Kabul was also working on programmes to renovate irrigation networks with World Bank help and hopes to soon pave up to 1,000 kilometres of secondary roads "that would allow us to reach some of the poorest areas of the country and some also where security has not been what we would like it to be," Ghani said.
Other agriculture and health programmes were aimed at helping the most vulnerable sectors of the population.
"So I hope that as funding now is going to flow into programmes that have been well conceived, we'll be able to see the impact on the ground," he said.

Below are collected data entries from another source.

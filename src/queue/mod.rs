//! Request admission and worker management.
//!
//! # Overview
//!
//! [`RequestQueue`] assigns each admitted request a sequence number, tracks it
//! until it reaches a terminal state, and routes it into the pipeline:
//!
//! - requests that cache, when a cache chain is configured, go to the cache
//!   worker first
//! - everything else goes straight to the network workers
//!
//! Both stages pop requests by priority, then by sequence number.
//!
//! # Example
//!
//! ```no_run
//! use std::sync::Arc;
//! use fetchq_core::{Delivery, QueueOptions, RequestQueue};
//! use fetchq_core::network::ReqwestNetwork;
//! use fetchq_core::request::{Request, StringStrategy};
//!
//! # async fn example() -> Result<(), Box<dyn std::error::Error>> {
//! let network = Arc::new(ReqwestNetwork::new(30, None)?);
//! let queue = RequestQueue::new(network, None, Delivery::immediate(), QueueOptions::default());
//! queue.start();
//! queue.add(Request::builder("https://example.com", StringStrategy::new()).tag("home").build());
//! queue.cancel_all("home");
//! queue.stop().await;
//! # Ok(())
//! # }
//! ```

mod priority;

use std::sync::atomic::{AtomicU64, Ordering};
use std::sync::{Arc, Mutex};

use dashmap::DashMap;
use tokio::task::JoinHandle;
use tokio_util::sync::CancellationToken;
use tracing::{debug, info, instrument, warn};

use crate::cache::CacheChain;
use crate::delivery::Delivery;
use crate::dispatch::{Dispatch, cache_dispatcher, network_dispatcher};
use crate::network::Network;
use crate::request::{Request, RequestCore};

pub(crate) use priority::PriorityChannel;

/// Default number of network workers.
pub const DEFAULT_POOL_SIZE: usize = 4;

/// Default charset when a response does not declare one.
pub const DEFAULT_CHARSET: &str = "UTF-8";

/// Queue construction options.
#[derive(Debug, Clone)]
pub struct QueueOptions {
    /// Number of network workers.
    pub pool_size: usize,
    /// Charset assumed when `Content-Type` carries none.
    pub default_charset: String,
}

impl Default for QueueOptions {
    fn default() -> Self {
        Self {
            pool_size: DEFAULT_POOL_SIZE,
            default_charset: DEFAULT_CHARSET.to_string(),
        }
    }
}

/// State shared by the queue handle and its workers.
pub(crate) struct QueueShared {
    pub(crate) network: Arc<dyn Network>,
    pub(crate) cache: Option<Arc<CacheChain>>,
    pub(crate) delivery: Delivery,
    pub(crate) cache_queue: PriorityChannel,
    pub(crate) network_queue: Arc<PriorityChannel>,
    pub(crate) default_charset: String,
    pub(crate) shutdown: CancellationToken,
    in_flight: DashMap<u64, Arc<dyn Dispatch>>,
    sequence: AtomicU64,
}

impl QueueShared {
    /// Drops in-flight bookkeeping for a request that reached a terminal state.
    pub(crate) fn finish(&self, core: &RequestCore) {
        let Some(sequence) = core.sequence() else {
            return;
        };
        if self.in_flight.remove(&sequence).is_some()
            && let Some(age) = core.age()
            && age >= SLOW_REQUEST_THRESHOLD
        {
            info!(
                url = core.url(),
                sequence,
                lifetime_ms = age.as_millis(),
                "slow request"
            );
        }
    }
}

/// Requests living longer than this are logged when they finish.
pub(crate) const SLOW_REQUEST_THRESHOLD: std::time::Duration = std::time::Duration::from_secs(3);

/// Admits requests and runs the cache and network workers.
///
/// Cloning the handle shares the same queue.
#[derive(Clone)]
pub struct RequestQueue {
    shared: Arc<QueueShared>,
    pool_size: usize,
    workers: Arc<Mutex<Vec<JoinHandle<()>>>>,
}

impl std::fmt::Debug for RequestQueue {
    fn fmt(&self, f: &mut std::fmt::Formatter<'_>) -> std::fmt::Result {
        f.debug_struct("RequestQueue")
            .field("pool_size", &self.pool_size)
            .field("in_flight", &self.in_flight_count())
            .field("cache", &self.shared.cache)
            .finish_non_exhaustive()
    }
}

impl RequestQueue {
    /// Creates a stopped queue. Call [`start`](Self::start) to spawn workers.
    #[must_use]
    pub fn new(
        network: Arc<dyn Network>,
        cache: Option<CacheChain>,
        delivery: Delivery,
        options: QueueOptions,
    ) -> Self {
        let shared = QueueShared {
            network,
            cache: cache.map(Arc::new),
            delivery,
            cache_queue: PriorityChannel::new(),
            network_queue: Arc::new(PriorityChannel::new()),
            default_charset: options.default_charset,
            shutdown: CancellationToken::new(),
            in_flight: DashMap::new(),
            sequence: AtomicU64::new(0),
        };
        Self {
            shared: Arc::new(shared),
            pool_size: options.pool_size.max(1),
            workers: Arc::new(Mutex::new(Vec::new())),
        }
    }

    /// Spawns the cache worker and the network workers on the current runtime.
    ///
    /// Calling it again while workers are running does nothing, and a stopped
    /// queue cannot be restarted.
    #[instrument(skip(self), fields(pool_size = self.pool_size))]
    pub fn start(&self) {
        let mut workers = self.lock_workers();
        if !workers.is_empty() {
            warn!("request queue already started");
            return;
        }
        if self.shared.shutdown.is_cancelled() {
            warn!("request queue was stopped; not restarting");
            return;
        }

        workers.push(tokio::spawn(cache_dispatcher::run(Arc::clone(&self.shared))));
        for worker in 0..self.pool_size {
            workers.push(tokio::spawn(network_dispatcher::run(
                Arc::clone(&self.shared),
                worker,
            )));
        }
        debug!(workers = workers.len(), "request queue started");
    }

    /// Admits a request and returns it.
    ///
    /// A request can be admitted once; adding it again is ignored.
    #[instrument(skip(self, request), fields(url = request.url(), priority = ?request.priority()))]
    pub fn add<T: Send + 'static>(&self, request: Arc<Request<T>>) -> Arc<Request<T>> {
        let sequence = self.shared.sequence.fetch_add(1, Ordering::SeqCst);
        if !request.core().admit(sequence) {
            warn!("request already admitted; ignoring");
            return request;
        }

        let dispatch: Arc<dyn Dispatch> = request.clone();
        self.shared.in_flight.insert(sequence, Arc::clone(&dispatch));

        if self.shared.cache.is_some() && request.core().should_cache() {
            self.shared.cache_queue.push(dispatch);
        } else {
            self.shared.network_queue.push(dispatch);
        }
        debug!(sequence, "request admitted");
        request
    }

    /// Cancels every queued or in-flight request tagged `tag`. Returns how many.
    pub fn cancel_all(&self, tag: &str) -> usize {
        self.cancel_all_matching(|core| core.tag() == Some(tag))
    }

    /// Cancels every queued or in-flight request matching `filter`. Returns how many.
    pub fn cancel_all_matching(&self, filter: impl Fn(&RequestCore) -> bool) -> usize {
        let mut cancelled = 0;
        for entry in &self.shared.in_flight {
            let core = entry.value().core();
            if filter(core) {
                core.cancel();
                cancelled += 1;
            }
        }
        debug!(cancelled, "bulk cancel");
        cancelled
    }

    /// Drops in-flight bookkeeping for a request that reached a terminal state.
    ///
    /// Workers call this themselves; it is public for requests settled outside
    /// the pipeline.
    pub fn finish(&self, request: &RequestCore) {
        self.shared.finish(request);
    }

    /// Number of admitted requests that have not reached a terminal state.
    #[must_use]
    pub fn in_flight_count(&self) -> usize {
        self.shared.in_flight.len()
    }

    /// Number of network workers.
    #[must_use]
    pub fn pool_size(&self) -> usize {
        self.pool_size
    }

    /// The configured cache chain.
    #[must_use]
    pub fn cache(&self) -> Option<&Arc<CacheChain>> {
        self.shared.cache.as_ref()
    }

    /// The delivery used for callbacks.
    #[must_use]
    pub fn delivery(&self) -> &Delivery {
        &self.shared.delivery
    }

    /// Signals every worker to stop and waits for them to exit.
    ///
    /// Workers finish the request they are processing; queued requests are
    /// abandoned without callbacks.
    pub async fn stop(&self) {
        self.shared.shutdown.cancel();
        let workers: Vec<_> = self.lock_workers().drain(..).collect();
        for worker in workers {
            if let Err(error) = worker.await {
                warn!(%error, "worker exited abnormally");
            }
        }
        debug!("request queue stopped");
    }

    /// Token cancelled by [`stop`](Self::stop).
    #[must_use]
    pub fn shutdown_token(&self) -> CancellationToken {
        self.shared.shutdown.clone()
    }

    fn lock_workers(&self) -> std::sync::MutexGuard<'_, Vec<JoinHandle<()>>> {
        self.workers
            .lock()
            .unwrap_or_else(std::sync::PoisonError::into_inner)
    }
}
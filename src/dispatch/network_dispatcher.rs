//! Network worker loop.

use std::sync::Arc;

use tracing::{debug, instrument};

use crate::queue::QueueShared;

/// Performs requests from the network queue until shutdown.
///
/// A request is processed to completion before the next is taken; shutdown
/// interrupts only the idle wait.
#[instrument(skip(shared))]
pub(crate) async fn run(shared: Arc<QueueShared>, worker: usize) {
    debug!("network dispatcher started");
    while let Some(request) = shared.network_queue.pop(&shared.shutdown).await {
        request.perform(Arc::clone(&shared)).await;
    }
    debug!("network dispatcher stopped");
}
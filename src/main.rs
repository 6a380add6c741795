//! CLI entry point for fetchq.

use std::path::{Path, PathBuf};
use std::sync::Arc;

use anyhow::{Context, Result, bail};
use clap::Parser;
use fetchq_core::request::StringStrategy;
use fetchq_core::{DownloadStatus, Engine, EngineConfig, Listener, RequestError};
use indicatif::{ProgressBar, ProgressStyle};
use tokio::sync::mpsc::{UnboundedSender, unbounded_channel};
use tracing::{debug, info, warn};

mod cli;

use cli::{Args, Command};

#[tokio::main]
async fn main() -> Result<()> {
    // Parse CLI arguments first (before tracing, so --help works without logs)
    let args = Args::parse();

    // Priority: RUST_LOG env var > quiet flag > verbose flag > default (info)
    let default_level = if args.quiet {
        "error"
    } else {
        match args.verbose {
            0 => "info",
            1 => "debug",
            _ => "trace",
        }
    };

    let filter = tracing_subscriber::EnvFilter::try_from_default_env()
        .unwrap_or_else(|_| tracing_subscriber::EnvFilter::new(default_level));

    tracing_subscriber::fmt()
        .with_env_filter(filter)
        .with_writer(std::io::stderr)
        .init();

    debug!(?args, "CLI arguments parsed");

    let config = load_config(args.config.as_deref(), args.workers)?;
    let engine = Engine::with_default_network(config).context("failed to start engine")?;

    let outcome = match args.command {
        Command::Get { url } => get(&engine, &url).await,
        Command::Download { url, path } => download(&engine, &url, &path, args.quiet).await,
    };
    engine.shutdown().await;
    outcome
}

fn load_config(path: Option<&Path>, workers: Option<usize>) -> Result<EngineConfig> {
    let mut config = match path {
        Some(path) => EngineConfig::from_json_file(path)?,
        None => EngineConfig::default(),
    };
    if let Some(workers) = workers {
        config.network_pool_size = workers;
        config.download_parallelism = config.download_parallelism.min(workers - 1);
    }
    config.validate()?;
    Ok(config)
}

/// Terminal outcome of one request, forwarded from the delivery context.
#[derive(Debug)]
enum Outcome<T> {
    Done(T),
    Failed(RequestError),
    Cancelled,
}

/// Forwards the first terminal callback to the waiting command.
struct Forward<T> {
    tx: UnboundedSender<Outcome<T>>,
    progress: Option<ProgressBar>,
}

impl<T: Send + 'static> Listener<T> for Forward<T> {
    fn on_retry(&self) {
        debug!("retrying");
    }

    fn on_used_cache(&self) {
        debug!("served from cache");
    }

    fn on_success(&self, response: T) {
        let _ = self.tx.send(Outcome::Done(response));
    }

    fn on_error(&self, error: RequestError) {
        let _ = self.tx.send(Outcome::Failed(error));
    }

    fn on_cancel(&self) {
        let _ = self.tx.send(Outcome::Cancelled);
    }

    fn on_progress_change(&self, file_size: u64, downloaded: u64) {
        if let Some(bar) = &self.progress {
            bar.set_length(file_size);
            bar.set_position(downloaded);
        }
    }
}

async fn get(engine: &Engine, url: &str) -> Result<()> {
    let (tx, mut rx) = unbounded_channel();
    let request = engine
        .request(url, StringStrategy::new())
        .listener(Arc::new(Forward { tx, progress: None }))
        .build();
    engine.queue().add(request);

    match rx.recv().await {
        Some(Outcome::Done(body)) => {
            println!("{body}");
            Ok(())
        }
        Some(Outcome::Failed(error)) => Err(error).with_context(|| format!("GET {url} failed")),
        Some(Outcome::Cancelled) | None => bail!("GET {url} did not complete"),
    }
}

async fn download(engine: &Engine, url: &str, path: &Path, quiet: bool) -> Result<()> {
    let progress = (!quiet).then(|| {
        let bar = ProgressBar::new(0);
        bar.set_style(
            ProgressStyle::with_template(
                "{spinner} [{elapsed_precise}] {bar:40} {bytes}/{total_bytes} ({bytes_per_sec})",
            )
            .unwrap_or_else(|_| ProgressStyle::default_bar()),
        );
        bar
    });

    let (tx, mut rx) = unbounded_channel::<Outcome<PathBuf>>();
    let listener = Arc::new(Forward {
        tx,
        progress: progress.clone(),
    });
    let task = engine.downloader().add(path, url, listener);
    info!(url, path = %path.display(), "download started");

    let outcome = tokio::select! {
        outcome = rx.recv() => outcome,
        _ = tokio::signal::ctrl_c() => {
            task.pause();
            warn!(status = %task.status(), "download paused; run again to resume");
            None
        }
    };
    if let Some(bar) = &progress {
        bar.finish_and_clear();
    }

    match outcome {
        Some(Outcome::Done(stored)) => {
            info!(path = %stored.display(), "download complete");
            Ok(())
        }
        Some(Outcome::Failed(error)) => {
            Err(error).with_context(|| format!("download of {url} failed"))
        }
        Some(Outcome::Cancelled) => bail!("download of {url} was cancelled"),
        None if task.status() == DownloadStatus::Paused => Ok(()),
        None => bail!("download of {url} did not complete"),
    }
}
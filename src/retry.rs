//! Per-request retry policy with timeout backoff.
//!
//! # Overview
//!
//! A failed attempt is retried in place, on the same worker, only when the
//! error is a timeout or an authentication failure. Each retry grows the
//! socket timeout by `timeout * backoff_multiplier`; there is no sleep between
//! attempts. The policy is exhausted once the retry count exceeds
//! `max_retries`.
//!
//! # Example
//!
//! ```
//! use std::time::Duration;
//! use fetchq_core::{RequestError, RetryDecision, RetryPolicy};
//!
//! let mut policy = RetryPolicy::default();
//! let error = RequestError::timeout("https://example.com/feed");
//!
//! match policy.should_retry(&error) {
//!     RetryDecision::Retry { timeout, attempt } => {
//!         assert_eq!(timeout, Duration::from_millis(5000));
//!         assert_eq!(attempt, 1);
//!     }
//!     RetryDecision::DoNotRetry { reason } => panic!("unexpected: {reason}"),
//! }
//! ```

use std::time::Duration;

use tracing::{debug, instrument};

use crate::error::RequestError;

/// Default socket timeout for the first attempt (2.5 seconds).
pub const DEFAULT_TIMEOUT: Duration = Duration::from_millis(2500);

/// Default number of retries after the first attempt.
pub const DEFAULT_MAX_RETRIES: u32 = 1;

/// Default backoff multiplier.
pub const DEFAULT_BACKOFF_MULTIPLIER: f32 = 1.0;

/// Retry budget for file downloads, which resume rather than restart.
pub const DOWNLOAD_MAX_RETRIES: u32 = 200;

/// Ceiling for the grown timeout; long retry budgets would otherwise overflow.
pub const MAX_TIMEOUT: Duration = Duration::from_secs(3600);

/// Decision on whether to retry a failed attempt.
#[derive(Debug, Clone, PartialEq, Eq)]
pub enum RetryDecision {
    /// Run another attempt with the given timeout.
    Retry {
        /// Socket timeout for the next attempt.
        timeout: Duration,
        /// Retry number (1 for the first retry).
        attempt: u32,
    },

    /// Give up and deliver the error.
    DoNotRetry {
        /// Human-readable reason why retry is not attempted.
        reason: String,
    },
}

/// Mutable retry state owned by one request.
///
/// # Default Values
///
/// - `timeout`: 2500 ms
/// - `max_retries`: 1
/// - `backoff_multiplier`: 1.0
///
/// # Timeout Growth
///
/// ```text
/// timeout = timeout + timeout * backoff_multiplier
/// ```
///
/// With defaults the single retry runs with a 5 second timeout.
#[derive(Debug, Clone)]
pub struct RetryPolicy {
    current_timeout: Duration,
    current_retry_count: u32,
    max_retries: u32,
    backoff_multiplier: f32,
}

impl Default for RetryPolicy {
    fn default() -> Self {
        Self::new(DEFAULT_TIMEOUT, DEFAULT_MAX_RETRIES, DEFAULT_BACKOFF_MULTIPLIER)
    }
}

impl RetryPolicy {
    /// Creates a policy with custom settings.
    ///
    /// # Arguments
    ///
    /// * `initial_timeout` - Socket timeout of the first attempt
    /// * `max_retries` - Retries allowed after the first attempt
    /// * `backoff_multiplier` - Fraction of the current timeout added per retry
    #[must_use]
    pub fn new(initial_timeout: Duration, max_retries: u32, backoff_multiplier: f32) -> Self {
        Self {
            current_timeout: initial_timeout,
            current_retry_count: 0,
            max_retries,
            backoff_multiplier: backoff_multiplier.max(0.0),
        }
    }

    /// Creates a policy with a custom retry budget, using defaults otherwise.
    #[must_use]
    pub fn with_max_retries(max_retries: u32) -> Self {
        Self {
            max_retries,
            ..Self::default()
        }
    }

    /// Socket timeout for the next attempt.
    #[must_use]
    pub fn current_timeout(&self) -> Duration {
        self.current_timeout
    }

    /// Retries performed so far.
    #[must_use]
    pub fn current_retry_count(&self) -> u32 {
        self.current_retry_count
    }

    /// Configured retry budget.
    #[must_use]
    pub fn max_retries(&self) -> u32 {
        self.max_retries
    }

    /// Returns true while the retry count has not exceeded the budget.
    #[must_use]
    pub fn has_attempt_remaining(&self) -> bool {
        self.current_retry_count <= self.max_retries
    }

    /// Records a failed attempt and decides whether to run another.
    ///
    /// Errors other than timeouts and authentication failures are never
    /// retried and leave the policy untouched.
    #[instrument(skip(self, error), fields(kind = error.kind(), max_retries = self.max_retries))]
    pub fn should_retry(&mut self, error: &RequestError) -> RetryDecision {
        if !error.is_retryable() {
            return RetryDecision::DoNotRetry {
                reason: format!("{} errors are not retried", error.kind()),
            };
        }

        self.current_retry_count += 1;
        self.current_timeout = grow(self.current_timeout, self.backoff_multiplier);

        if !self.has_attempt_remaining() {
            debug!(retries = self.current_retry_count, "retry budget exhausted");
            return RetryDecision::DoNotRetry {
                reason: format!("max retries ({}) exhausted", self.max_retries),
            };
        }

        debug!(
            attempt = self.current_retry_count,
            timeout_ms = self.current_timeout.as_millis(),
            "will retry"
        );

        RetryDecision::Retry {
            timeout: self.current_timeout,
            attempt: self.current_retry_count,
        }
    }
}

/// Adds `timeout * multiplier` to `timeout`, saturating at [`MAX_TIMEOUT`].
fn grow(timeout: Duration, multiplier: f32) -> Duration {
    let secs = timeout.as_secs_f64() * (1.0 + f64::from(multiplier));
    Duration::try_from_secs_f64(secs).map_or(MAX_TIMEOUT, |grown| grown.min(MAX_TIMEOUT))
}
//! Per-task download state and the listener wrapper that drives it.

use std::fmt;
use std::path::{Path, PathBuf};
use std::sync::{Arc, Mutex, MutexGuard, PoisonError, Weak};

use tokio_util::sync::CancellationToken;
use tracing::debug;

use super::DownloaderInner;
use crate::error::RequestError;
use crate::listener::Listener;
use crate::request::Request;

/// Lifecycle of a download task.
///
/// `Success` and `Discarded` are terminal.
#[derive(Debug, Clone, Copy, PartialEq, Eq, Hash)]
pub enum DownloadStatus {
    /// Queued behind the parallelism limit.
    Waiting,
    /// Holding a slot; its request is in the queue or transferring.
    Downloading,
    /// Stopped by the caller; the partial file is kept.
    Paused,
    /// The request finished without being cancelled.
    Success,
    /// Removed by the caller.
    Discarded,
}

impl DownloadStatus {
    /// True for `Success` and `Discarded`.
    #[must_use]
    pub fn is_terminal(self) -> bool {
        matches!(self, Self::Success | Self::Discarded)
    }
}

impl fmt::Display for DownloadStatus {
    fn fmt(&self, f: &mut fmt::Formatter<'_>) -> fmt::Result {
        let label = match self {
            Self::Waiting => "waiting",
            Self::Downloading => "downloading",
            Self::Paused => "paused",
            Self::Success => "success",
            Self::Discarded => "discarded",
        };
        f.write_str(label)
    }
}

pub(crate) struct ControllerState {
    pub(crate) status: DownloadStatus,
    /// The last deployed request, kept until its finish callback runs even
    /// when it has been cancelled. No new request is deployed while it is set.
    pub(crate) request: Option<Arc<Request<PathBuf>>>,
    /// Number of the last deployment.
    pub(crate) attempt: u64,
}

pub(crate) struct ControllerShared {
    store_path: PathBuf,
    url: String,
    listener: Arc<dyn Listener<PathBuf>>,
    state: Mutex<ControllerState>,
}

impl ControllerShared {
    pub(crate) fn new(
        store_path: PathBuf,
        url: String,
        listener: Arc<dyn Listener<PathBuf>>,
    ) -> Self {
        Self {
            store_path,
            url,
            listener,
            state: Mutex::new(ControllerState {
                status: DownloadStatus::Waiting,
                request: None,
                attempt: 0,
            }),
        }
    }

    pub(crate) fn store_path(&self) -> &Path {
        &self.store_path
    }

    pub(crate) fn url(&self) -> &str {
        &self.url
    }

    pub(crate) fn listener(&self) -> &Arc<dyn Listener<PathBuf>> {
        &self.listener
    }

    pub(crate) fn lock_state(&self) -> MutexGuard<'_, ControllerState> {
        self.state.lock().unwrap_or_else(PoisonError::into_inner)
    }

    pub(crate) fn status(&self) -> DownloadStatus {
        self.lock_state().status
    }

    /// Cancels any active request and marks the task discarded.
    ///
    /// Returns false when the task was already terminal.
    pub(crate) fn mark_discarded(&self) -> bool {
        let mut state = self.lock_state();
        if state.status.is_terminal() {
            return false;
        }
        if let Some(request) = &state.request {
            request.cancel();
        }
        state.status = DownloadStatus::Discarded;
        true
    }

    /// Forgets the request of deployment `attempt` once it has settled.
    ///
    /// Returns false when a later deployment has replaced it.
    pub(crate) fn release(&self, attempt: u64) -> bool {
        let mut state = self.lock_state();
        if state.attempt != attempt {
            return false;
        }
        state.request = None;
        true
    }
}

/// Handle to one download task.
///
/// Handles are cheap to clone and stay usable after the task finishes; state
/// changes on a terminal task are rejected.
#[derive(Clone)]
pub struct DownloadController {
    shared: Arc<ControllerShared>,
    downloader: Weak<DownloaderInner>,
}

impl fmt::Debug for DownloadController {
    fn fmt(&self, f: &mut fmt::Formatter<'_>) -> fmt::Result {
        f.debug_struct("DownloadController")
            .field("url", &self.shared.url)
            .field("store_path", &self.shared.store_path)
            .field("status", &self.status())
            .finish()
    }
}

impl DownloadController {
    pub(crate) fn new(shared: Arc<ControllerShared>, downloader: Weak<DownloaderInner>) -> Self {
        Self { shared, downloader }
    }

    /// Current status.
    #[must_use]
    pub fn status(&self) -> DownloadStatus {
        self.shared.status()
    }

    /// True while the task holds a download slot.
    #[must_use]
    pub fn is_downloading(&self) -> bool {
        self.status() == DownloadStatus::Downloading
    }

    /// Final location of the file.
    #[must_use]
    pub fn store_path(&self) -> &Path {
        self.shared.store_path()
    }

    /// The URL being downloaded.
    #[must_use]
    pub fn url(&self) -> &str {
        self.shared.url()
    }

    /// Pauses a waiting or downloading task.
    ///
    /// An active transfer is cancelled and stops at its next chunk boundary,
    /// so the freed slot may briefly overlap with the next deployed task.
    /// Returns false from any other state.
    pub fn pause(&self) -> bool {
        {
            let mut state = self.shared.lock_state();
            match state.status {
                DownloadStatus::Downloading => {
                    if let Some(request) = &state.request {
                        request.cancel();
                    }
                }
                DownloadStatus::Waiting => {}
                _ => return false,
            }
            state.status = DownloadStatus::Paused;
        }
        debug!(url = self.url(), "download paused");
        self.reschedule();
        true
    }

    /// Requeues a paused task. Returns false unless the task was paused.
    ///
    /// A task paused mid-transfer stays `Waiting` until the cancelled request
    /// has written its last chunk; the next request then continues from there.
    pub fn resume(&self) -> bool {
        {
            let mut state = self.shared.lock_state();
            if state.status != DownloadStatus::Paused {
                return false;
            }
            state.status = DownloadStatus::Waiting;
        }
        debug!(url = self.url(), "download resumed");
        self.reschedule();
        true
    }

    /// Cancels and removes the task. Returns false if it was already terminal.
    ///
    /// The partial `.tmp` file is left on disk.
    pub fn discard(&self) -> bool {
        if !self.shared.mark_discarded() {
            return false;
        }
        debug!(url = self.url(), "download discarded");
        if let Some(downloader) = self.downloader.upgrade() {
            downloader.remove(&self.shared);
        }
        true
    }

    fn reschedule(&self) {
        if let Some(downloader) = self.downloader.upgrade() {
            downloader.schedule();
        }
    }
}

/// Wraps the caller's listener for one deployed request.
///
/// Once the request is cancelled its success, error and finish callbacks are
/// swallowed, so a paused or discarded attempt never reports completion. Its
/// finish still releases the task so a resumed download can be deployed.
pub(crate) struct ControllerListener {
    task: Weak<ControllerShared>,
    downloader: Weak<DownloaderInner>,
    attempt: u64,
    cancel: CancellationToken,
    inner: Arc<dyn Listener<PathBuf>>,
}

impl ControllerListener {
    pub(crate) fn new(
        task: Weak<ControllerShared>,
        downloader: Weak<DownloaderInner>,
        attempt: u64,
        cancel: CancellationToken,
        inner: Arc<dyn Listener<PathBuf>>,
    ) -> Self {
        Self {
            task,
            downloader,
            attempt,
            cancel,
            inner,
        }
    }
}

impl Listener<PathBuf> for ControllerListener {
    fn on_pre_execute(&self) {
        self.inner.on_pre_execute();
    }

    fn on_networking(&self) {
        self.inner.on_networking();
    }

    fn on_retry(&self) {
        self.inner.on_retry();
    }

    fn on_success(&self, response: PathBuf) {
        if !self.cancel.is_cancelled() {
            self.inner.on_success(response);
        }
    }

    fn on_error(&self, error: RequestError) {
        if !self.cancel.is_cancelled() {
            self.inner.on_error(error);
        }
    }

    fn on_cancel(&self) {
        self.inner.on_cancel();
    }

    fn on_finish(&self) {
        let Some(task) = self.task.upgrade() else {
            return;
        };
        if self.cancel.is_cancelled() {
            if task.release(self.attempt)
                && let Some(downloader) = self.downloader.upgrade()
            {
                downloader.schedule();
            }
            return;
        }
        {
            let mut state = task.lock_state();
            if state.attempt == self.attempt {
                state.request = None;
            }
            if state.status != DownloadStatus::Downloading {
                return;
            }
            // Errors end here too: the task leaves the scheduler either way.
            state.status = DownloadStatus::Success;
        }
        self.inner.on_finish();
        if let Some(downloader) = self.downloader.upgrade() {
            downloader.remove(&task);
        }
    }

    fn on_progress_change(&self, file_size: u64, downloaded: u64) {
        self.inner.on_progress_change(file_size, downloaded);
    }
}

After 23 years of war Afghanistan is facing major challenges in rebuilding national infrastructure and institutions, particularly in the face of attacks by an apparent resurgence of Taliban in the south and east.
They do however share with their arab brothers to tear down Israel and blow up day care centers across the globe.
Is it any wonder...?
Perhaps you mean in terms of building hostpitals (which was an institution developed by Christians in the middle ages)? In that way, no Muslims are not charitable. But if you wanted to build a school to teach kids to kill Jews, then you would be flooded with Islamic donations.
Oh, brother.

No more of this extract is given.